## Your assignment
Read the records and gather each line that includes "Deserialize".

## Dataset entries
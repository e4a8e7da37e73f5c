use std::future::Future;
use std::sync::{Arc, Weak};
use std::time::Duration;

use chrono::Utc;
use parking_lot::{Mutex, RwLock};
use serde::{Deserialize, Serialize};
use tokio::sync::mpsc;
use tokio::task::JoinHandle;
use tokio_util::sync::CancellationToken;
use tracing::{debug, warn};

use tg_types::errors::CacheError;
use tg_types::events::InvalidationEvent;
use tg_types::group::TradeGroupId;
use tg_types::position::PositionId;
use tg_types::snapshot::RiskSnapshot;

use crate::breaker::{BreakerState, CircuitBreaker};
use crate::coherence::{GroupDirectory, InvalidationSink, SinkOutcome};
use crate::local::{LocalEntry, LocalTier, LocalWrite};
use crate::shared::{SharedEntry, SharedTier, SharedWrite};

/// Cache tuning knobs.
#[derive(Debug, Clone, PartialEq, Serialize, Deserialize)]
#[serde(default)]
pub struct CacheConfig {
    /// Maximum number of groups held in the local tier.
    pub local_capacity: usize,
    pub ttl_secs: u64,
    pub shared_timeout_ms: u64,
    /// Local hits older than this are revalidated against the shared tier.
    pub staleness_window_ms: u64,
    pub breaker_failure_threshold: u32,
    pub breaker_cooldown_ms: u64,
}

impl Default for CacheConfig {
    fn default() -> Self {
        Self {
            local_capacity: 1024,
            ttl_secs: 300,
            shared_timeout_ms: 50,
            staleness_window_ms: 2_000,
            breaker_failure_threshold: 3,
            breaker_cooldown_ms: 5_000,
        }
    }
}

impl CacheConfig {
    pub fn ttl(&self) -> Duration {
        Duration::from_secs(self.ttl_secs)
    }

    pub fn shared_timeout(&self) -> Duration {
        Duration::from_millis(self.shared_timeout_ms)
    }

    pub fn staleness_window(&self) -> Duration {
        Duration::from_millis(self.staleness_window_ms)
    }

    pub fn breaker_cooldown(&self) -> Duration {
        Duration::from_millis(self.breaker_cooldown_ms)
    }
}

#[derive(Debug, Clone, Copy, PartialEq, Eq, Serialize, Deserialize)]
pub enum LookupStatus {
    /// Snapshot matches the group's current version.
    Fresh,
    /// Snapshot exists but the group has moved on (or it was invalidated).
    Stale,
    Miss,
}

## Answer to this exercise
use serde::{Deserialize, Serialize};
#[derive(Debug, Clone, PartialEq, Serialize, Deserialize)]
#[derive(Debug, Clone, Copy, PartialEq, Eq, Serialize, Deserialize)]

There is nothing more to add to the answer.